• Data to examine:

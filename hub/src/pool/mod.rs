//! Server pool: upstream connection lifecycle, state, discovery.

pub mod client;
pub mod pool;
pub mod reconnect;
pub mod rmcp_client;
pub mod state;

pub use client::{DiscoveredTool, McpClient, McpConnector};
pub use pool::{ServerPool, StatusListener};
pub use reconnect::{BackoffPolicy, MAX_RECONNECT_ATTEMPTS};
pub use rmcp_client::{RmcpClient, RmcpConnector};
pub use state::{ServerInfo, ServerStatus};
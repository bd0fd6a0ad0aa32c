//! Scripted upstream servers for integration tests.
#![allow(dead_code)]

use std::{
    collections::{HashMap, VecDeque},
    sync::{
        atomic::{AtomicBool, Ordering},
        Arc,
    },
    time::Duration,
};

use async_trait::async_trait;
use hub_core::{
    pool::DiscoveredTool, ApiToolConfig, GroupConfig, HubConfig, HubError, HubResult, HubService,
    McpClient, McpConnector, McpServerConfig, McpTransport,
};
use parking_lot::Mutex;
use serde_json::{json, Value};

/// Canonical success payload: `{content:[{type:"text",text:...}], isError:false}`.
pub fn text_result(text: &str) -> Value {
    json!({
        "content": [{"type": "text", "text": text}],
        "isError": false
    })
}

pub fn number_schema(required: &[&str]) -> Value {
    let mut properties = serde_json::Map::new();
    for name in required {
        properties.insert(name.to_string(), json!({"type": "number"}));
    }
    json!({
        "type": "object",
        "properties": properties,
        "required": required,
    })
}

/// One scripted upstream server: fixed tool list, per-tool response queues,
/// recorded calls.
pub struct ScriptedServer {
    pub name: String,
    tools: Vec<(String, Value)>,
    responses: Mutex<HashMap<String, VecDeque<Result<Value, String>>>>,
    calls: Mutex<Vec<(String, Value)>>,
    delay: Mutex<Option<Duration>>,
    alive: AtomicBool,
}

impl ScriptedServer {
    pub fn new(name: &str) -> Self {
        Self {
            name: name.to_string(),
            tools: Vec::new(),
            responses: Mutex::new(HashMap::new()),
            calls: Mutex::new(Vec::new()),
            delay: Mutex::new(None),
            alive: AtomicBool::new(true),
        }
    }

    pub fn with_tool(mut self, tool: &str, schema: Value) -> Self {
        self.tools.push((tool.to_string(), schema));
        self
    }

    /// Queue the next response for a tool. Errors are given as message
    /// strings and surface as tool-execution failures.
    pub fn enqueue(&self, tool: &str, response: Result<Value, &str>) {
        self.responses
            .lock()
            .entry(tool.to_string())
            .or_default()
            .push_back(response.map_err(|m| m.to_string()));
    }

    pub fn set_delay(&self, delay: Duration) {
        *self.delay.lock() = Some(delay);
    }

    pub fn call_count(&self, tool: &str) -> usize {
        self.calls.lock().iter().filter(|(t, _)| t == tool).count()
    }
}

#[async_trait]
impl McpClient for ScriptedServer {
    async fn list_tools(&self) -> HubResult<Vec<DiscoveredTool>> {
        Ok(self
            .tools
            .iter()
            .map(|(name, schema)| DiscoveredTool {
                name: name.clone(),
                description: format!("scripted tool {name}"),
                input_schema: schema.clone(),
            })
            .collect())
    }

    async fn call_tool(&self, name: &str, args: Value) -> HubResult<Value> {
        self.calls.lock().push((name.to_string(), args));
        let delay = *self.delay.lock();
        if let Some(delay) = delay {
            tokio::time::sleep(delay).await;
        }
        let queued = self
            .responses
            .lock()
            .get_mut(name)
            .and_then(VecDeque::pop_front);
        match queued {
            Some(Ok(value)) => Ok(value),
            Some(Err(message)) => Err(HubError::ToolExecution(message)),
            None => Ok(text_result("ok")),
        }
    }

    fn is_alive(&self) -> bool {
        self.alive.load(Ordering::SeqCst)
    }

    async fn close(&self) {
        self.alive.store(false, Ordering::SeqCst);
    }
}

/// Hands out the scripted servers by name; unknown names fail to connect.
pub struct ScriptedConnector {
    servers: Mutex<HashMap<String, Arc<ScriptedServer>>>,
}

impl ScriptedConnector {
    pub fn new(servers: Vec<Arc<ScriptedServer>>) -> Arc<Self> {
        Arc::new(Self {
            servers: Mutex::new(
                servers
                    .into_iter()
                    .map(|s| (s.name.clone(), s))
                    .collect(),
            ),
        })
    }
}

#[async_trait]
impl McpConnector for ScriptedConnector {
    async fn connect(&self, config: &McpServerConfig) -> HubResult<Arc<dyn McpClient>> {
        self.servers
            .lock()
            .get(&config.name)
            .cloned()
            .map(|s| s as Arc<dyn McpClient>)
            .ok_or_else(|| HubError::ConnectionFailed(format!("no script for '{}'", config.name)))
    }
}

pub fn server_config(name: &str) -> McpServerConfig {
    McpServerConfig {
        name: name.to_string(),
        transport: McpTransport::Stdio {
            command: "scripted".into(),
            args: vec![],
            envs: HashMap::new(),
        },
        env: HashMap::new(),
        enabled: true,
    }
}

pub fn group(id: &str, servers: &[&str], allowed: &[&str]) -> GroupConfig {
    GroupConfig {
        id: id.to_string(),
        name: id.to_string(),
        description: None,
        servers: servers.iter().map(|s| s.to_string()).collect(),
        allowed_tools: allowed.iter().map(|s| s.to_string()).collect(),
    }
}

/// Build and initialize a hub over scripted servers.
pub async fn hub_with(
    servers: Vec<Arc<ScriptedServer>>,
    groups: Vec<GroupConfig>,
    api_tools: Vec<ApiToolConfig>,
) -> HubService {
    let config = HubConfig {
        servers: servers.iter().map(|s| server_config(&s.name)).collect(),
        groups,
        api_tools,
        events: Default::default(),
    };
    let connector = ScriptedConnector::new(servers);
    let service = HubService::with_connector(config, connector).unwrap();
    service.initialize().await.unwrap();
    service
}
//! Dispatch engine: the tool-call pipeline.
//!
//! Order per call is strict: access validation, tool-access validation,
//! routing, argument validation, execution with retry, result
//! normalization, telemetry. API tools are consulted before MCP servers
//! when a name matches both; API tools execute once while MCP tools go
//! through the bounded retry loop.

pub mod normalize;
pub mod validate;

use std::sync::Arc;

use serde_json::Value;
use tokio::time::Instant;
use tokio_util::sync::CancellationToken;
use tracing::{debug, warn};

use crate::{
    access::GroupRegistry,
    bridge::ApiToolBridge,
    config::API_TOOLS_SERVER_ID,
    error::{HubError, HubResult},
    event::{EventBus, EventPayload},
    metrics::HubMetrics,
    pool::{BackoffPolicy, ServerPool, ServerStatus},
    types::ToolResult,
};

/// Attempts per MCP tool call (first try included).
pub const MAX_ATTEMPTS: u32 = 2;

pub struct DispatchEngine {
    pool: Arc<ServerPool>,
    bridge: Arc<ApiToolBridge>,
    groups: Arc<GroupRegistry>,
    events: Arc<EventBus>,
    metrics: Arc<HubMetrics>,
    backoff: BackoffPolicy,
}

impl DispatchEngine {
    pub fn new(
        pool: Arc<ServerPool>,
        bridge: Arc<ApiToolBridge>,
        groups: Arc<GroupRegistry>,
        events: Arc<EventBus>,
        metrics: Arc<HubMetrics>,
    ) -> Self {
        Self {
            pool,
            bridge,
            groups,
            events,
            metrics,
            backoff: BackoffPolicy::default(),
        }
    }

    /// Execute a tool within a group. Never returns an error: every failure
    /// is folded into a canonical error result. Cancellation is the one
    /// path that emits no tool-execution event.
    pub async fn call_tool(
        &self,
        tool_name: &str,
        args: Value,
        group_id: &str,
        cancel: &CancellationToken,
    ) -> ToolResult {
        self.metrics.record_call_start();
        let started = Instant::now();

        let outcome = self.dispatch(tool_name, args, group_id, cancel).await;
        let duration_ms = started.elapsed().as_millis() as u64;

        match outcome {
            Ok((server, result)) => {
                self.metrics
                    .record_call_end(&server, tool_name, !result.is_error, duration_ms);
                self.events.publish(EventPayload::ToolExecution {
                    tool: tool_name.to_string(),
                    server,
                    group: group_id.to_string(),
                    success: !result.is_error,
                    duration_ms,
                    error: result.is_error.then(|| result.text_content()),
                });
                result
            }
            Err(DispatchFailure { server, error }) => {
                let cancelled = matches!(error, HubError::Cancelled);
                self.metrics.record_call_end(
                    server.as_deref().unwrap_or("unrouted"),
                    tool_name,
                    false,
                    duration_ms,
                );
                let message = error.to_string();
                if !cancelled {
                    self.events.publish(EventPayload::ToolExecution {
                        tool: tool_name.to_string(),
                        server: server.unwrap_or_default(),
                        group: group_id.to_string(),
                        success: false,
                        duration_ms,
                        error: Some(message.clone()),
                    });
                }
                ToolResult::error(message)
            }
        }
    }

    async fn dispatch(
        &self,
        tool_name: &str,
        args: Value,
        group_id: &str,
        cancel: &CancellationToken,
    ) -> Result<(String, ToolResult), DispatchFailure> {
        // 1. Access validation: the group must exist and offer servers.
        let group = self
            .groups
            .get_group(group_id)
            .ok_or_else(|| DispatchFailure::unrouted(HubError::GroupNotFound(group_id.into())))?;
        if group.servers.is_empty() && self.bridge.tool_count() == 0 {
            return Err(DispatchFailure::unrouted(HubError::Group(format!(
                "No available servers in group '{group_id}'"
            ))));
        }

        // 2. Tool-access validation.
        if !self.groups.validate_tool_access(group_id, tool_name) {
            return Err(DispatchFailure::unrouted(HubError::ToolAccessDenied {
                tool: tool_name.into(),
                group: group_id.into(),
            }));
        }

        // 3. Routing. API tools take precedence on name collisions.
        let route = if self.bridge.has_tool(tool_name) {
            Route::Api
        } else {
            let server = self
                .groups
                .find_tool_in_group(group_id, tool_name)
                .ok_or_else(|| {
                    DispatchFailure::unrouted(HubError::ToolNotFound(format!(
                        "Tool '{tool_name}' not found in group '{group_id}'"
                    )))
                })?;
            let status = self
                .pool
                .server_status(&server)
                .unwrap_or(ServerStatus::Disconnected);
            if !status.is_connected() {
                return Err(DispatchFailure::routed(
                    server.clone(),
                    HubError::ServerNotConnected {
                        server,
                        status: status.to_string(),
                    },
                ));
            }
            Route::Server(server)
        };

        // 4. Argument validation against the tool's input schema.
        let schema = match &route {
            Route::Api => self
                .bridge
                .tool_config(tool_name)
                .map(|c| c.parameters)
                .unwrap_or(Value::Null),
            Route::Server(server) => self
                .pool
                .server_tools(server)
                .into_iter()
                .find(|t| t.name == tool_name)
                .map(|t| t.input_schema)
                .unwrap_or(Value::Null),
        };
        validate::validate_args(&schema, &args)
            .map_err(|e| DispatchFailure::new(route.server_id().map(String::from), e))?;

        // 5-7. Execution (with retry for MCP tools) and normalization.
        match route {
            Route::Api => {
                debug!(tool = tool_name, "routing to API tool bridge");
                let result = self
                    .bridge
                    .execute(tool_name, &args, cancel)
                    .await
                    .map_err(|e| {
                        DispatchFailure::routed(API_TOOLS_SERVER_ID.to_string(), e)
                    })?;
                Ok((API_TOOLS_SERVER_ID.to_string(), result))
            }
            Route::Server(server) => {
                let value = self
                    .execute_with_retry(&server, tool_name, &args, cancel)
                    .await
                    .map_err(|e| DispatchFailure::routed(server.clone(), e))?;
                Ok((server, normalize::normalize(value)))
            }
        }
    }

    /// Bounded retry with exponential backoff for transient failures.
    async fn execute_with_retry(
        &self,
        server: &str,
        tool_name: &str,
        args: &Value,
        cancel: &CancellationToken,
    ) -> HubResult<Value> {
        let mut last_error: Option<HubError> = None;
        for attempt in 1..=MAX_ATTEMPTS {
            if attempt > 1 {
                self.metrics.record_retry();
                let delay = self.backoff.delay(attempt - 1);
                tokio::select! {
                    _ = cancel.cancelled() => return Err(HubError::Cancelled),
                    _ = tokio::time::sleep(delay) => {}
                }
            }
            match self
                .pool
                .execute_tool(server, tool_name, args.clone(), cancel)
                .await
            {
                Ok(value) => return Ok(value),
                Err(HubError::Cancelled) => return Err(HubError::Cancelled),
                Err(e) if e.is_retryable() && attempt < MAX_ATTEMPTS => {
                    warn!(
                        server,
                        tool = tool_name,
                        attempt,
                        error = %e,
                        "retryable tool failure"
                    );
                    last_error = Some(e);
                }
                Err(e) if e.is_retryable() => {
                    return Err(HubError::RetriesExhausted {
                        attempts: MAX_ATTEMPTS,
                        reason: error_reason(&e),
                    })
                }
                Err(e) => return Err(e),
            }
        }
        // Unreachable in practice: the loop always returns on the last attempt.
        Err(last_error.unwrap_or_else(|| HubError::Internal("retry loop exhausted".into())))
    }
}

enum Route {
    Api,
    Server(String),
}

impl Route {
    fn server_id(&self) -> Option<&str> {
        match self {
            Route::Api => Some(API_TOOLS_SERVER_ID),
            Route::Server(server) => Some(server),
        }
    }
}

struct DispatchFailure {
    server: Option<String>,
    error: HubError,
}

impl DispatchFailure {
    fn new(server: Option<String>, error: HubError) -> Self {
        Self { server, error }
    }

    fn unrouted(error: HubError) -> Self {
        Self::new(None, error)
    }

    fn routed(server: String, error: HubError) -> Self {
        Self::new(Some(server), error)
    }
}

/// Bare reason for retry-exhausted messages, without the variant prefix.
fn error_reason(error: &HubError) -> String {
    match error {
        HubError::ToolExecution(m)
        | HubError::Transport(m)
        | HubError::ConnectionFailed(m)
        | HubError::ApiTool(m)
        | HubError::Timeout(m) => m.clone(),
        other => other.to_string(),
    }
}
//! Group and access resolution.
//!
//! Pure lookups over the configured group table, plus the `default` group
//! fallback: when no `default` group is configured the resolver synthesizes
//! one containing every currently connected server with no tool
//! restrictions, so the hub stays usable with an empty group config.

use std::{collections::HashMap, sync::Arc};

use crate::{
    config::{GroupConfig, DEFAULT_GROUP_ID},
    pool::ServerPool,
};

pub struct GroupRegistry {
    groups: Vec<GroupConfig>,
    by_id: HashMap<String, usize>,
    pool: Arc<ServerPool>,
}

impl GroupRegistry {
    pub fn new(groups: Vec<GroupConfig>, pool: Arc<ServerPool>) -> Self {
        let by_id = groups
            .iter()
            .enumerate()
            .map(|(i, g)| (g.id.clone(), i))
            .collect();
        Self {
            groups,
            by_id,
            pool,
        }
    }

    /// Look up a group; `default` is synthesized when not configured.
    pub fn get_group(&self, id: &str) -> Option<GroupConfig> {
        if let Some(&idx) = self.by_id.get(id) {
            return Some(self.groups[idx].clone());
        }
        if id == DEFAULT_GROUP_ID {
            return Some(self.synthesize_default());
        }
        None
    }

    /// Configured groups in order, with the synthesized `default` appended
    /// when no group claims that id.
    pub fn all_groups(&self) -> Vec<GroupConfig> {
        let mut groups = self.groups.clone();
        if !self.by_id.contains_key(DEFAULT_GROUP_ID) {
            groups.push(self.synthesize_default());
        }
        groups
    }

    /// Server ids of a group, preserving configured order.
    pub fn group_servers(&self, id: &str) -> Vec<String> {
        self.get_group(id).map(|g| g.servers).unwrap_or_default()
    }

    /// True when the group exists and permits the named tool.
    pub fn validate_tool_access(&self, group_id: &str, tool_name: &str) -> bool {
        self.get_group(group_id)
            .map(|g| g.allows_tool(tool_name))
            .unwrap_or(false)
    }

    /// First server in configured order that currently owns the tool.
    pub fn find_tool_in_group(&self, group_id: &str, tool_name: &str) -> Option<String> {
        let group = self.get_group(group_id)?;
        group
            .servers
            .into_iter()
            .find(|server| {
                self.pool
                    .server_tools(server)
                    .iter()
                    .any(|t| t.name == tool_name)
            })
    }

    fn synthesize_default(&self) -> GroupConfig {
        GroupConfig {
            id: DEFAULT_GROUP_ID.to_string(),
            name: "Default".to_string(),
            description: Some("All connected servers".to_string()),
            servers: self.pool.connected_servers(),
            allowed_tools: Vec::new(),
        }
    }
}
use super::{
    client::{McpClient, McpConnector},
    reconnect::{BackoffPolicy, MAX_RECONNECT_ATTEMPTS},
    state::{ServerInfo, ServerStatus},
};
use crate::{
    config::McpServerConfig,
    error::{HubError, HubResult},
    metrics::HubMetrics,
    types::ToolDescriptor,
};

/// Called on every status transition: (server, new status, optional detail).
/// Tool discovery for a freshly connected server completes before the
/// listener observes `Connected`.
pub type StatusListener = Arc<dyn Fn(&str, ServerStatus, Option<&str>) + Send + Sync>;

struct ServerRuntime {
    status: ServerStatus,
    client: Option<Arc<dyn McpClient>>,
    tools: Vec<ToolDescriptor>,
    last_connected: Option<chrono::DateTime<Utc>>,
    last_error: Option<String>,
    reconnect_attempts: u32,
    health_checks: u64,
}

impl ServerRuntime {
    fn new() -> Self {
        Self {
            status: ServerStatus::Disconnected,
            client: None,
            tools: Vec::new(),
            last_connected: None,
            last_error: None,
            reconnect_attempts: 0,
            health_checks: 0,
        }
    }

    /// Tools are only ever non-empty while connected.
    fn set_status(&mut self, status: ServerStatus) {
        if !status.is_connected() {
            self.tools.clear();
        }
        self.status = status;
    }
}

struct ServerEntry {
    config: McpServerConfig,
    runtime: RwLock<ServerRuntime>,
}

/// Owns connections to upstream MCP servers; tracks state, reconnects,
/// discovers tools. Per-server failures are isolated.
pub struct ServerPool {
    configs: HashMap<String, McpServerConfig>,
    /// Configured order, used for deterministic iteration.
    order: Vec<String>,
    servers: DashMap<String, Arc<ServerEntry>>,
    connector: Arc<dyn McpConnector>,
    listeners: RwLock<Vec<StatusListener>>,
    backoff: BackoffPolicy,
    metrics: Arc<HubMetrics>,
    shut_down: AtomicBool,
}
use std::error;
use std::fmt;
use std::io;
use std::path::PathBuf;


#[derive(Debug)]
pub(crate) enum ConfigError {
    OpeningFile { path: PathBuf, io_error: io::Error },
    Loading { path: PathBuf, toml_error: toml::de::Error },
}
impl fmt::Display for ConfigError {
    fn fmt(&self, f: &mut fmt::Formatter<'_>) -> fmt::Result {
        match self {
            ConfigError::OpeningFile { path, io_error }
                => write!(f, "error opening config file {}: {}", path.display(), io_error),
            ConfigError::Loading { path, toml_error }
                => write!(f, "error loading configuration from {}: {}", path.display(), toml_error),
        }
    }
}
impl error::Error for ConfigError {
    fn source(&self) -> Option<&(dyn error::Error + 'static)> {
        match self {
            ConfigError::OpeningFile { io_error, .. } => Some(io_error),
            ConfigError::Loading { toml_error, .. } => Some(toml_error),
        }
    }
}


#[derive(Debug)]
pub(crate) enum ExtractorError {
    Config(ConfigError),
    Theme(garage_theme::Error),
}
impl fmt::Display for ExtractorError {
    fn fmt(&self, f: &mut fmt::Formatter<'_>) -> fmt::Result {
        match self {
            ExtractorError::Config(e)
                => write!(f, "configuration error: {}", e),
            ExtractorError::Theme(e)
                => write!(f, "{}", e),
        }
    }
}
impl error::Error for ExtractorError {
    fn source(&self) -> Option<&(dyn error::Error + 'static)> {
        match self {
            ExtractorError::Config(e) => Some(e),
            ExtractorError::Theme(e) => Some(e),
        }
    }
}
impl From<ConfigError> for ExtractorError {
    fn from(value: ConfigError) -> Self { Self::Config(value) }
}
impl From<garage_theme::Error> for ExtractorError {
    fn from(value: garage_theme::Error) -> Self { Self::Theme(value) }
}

• Instructions for the task:
What lines above contain the word "events"? Please copy each one.

• Exercise response:
        events: Default::default(),
    events: Arc<EventBus>,
        events: Arc<EventBus>,
            events,
                self.events.publish(EventPayload::ToolExecution {
                    self.events.publish(EventPayload::ToolExecution {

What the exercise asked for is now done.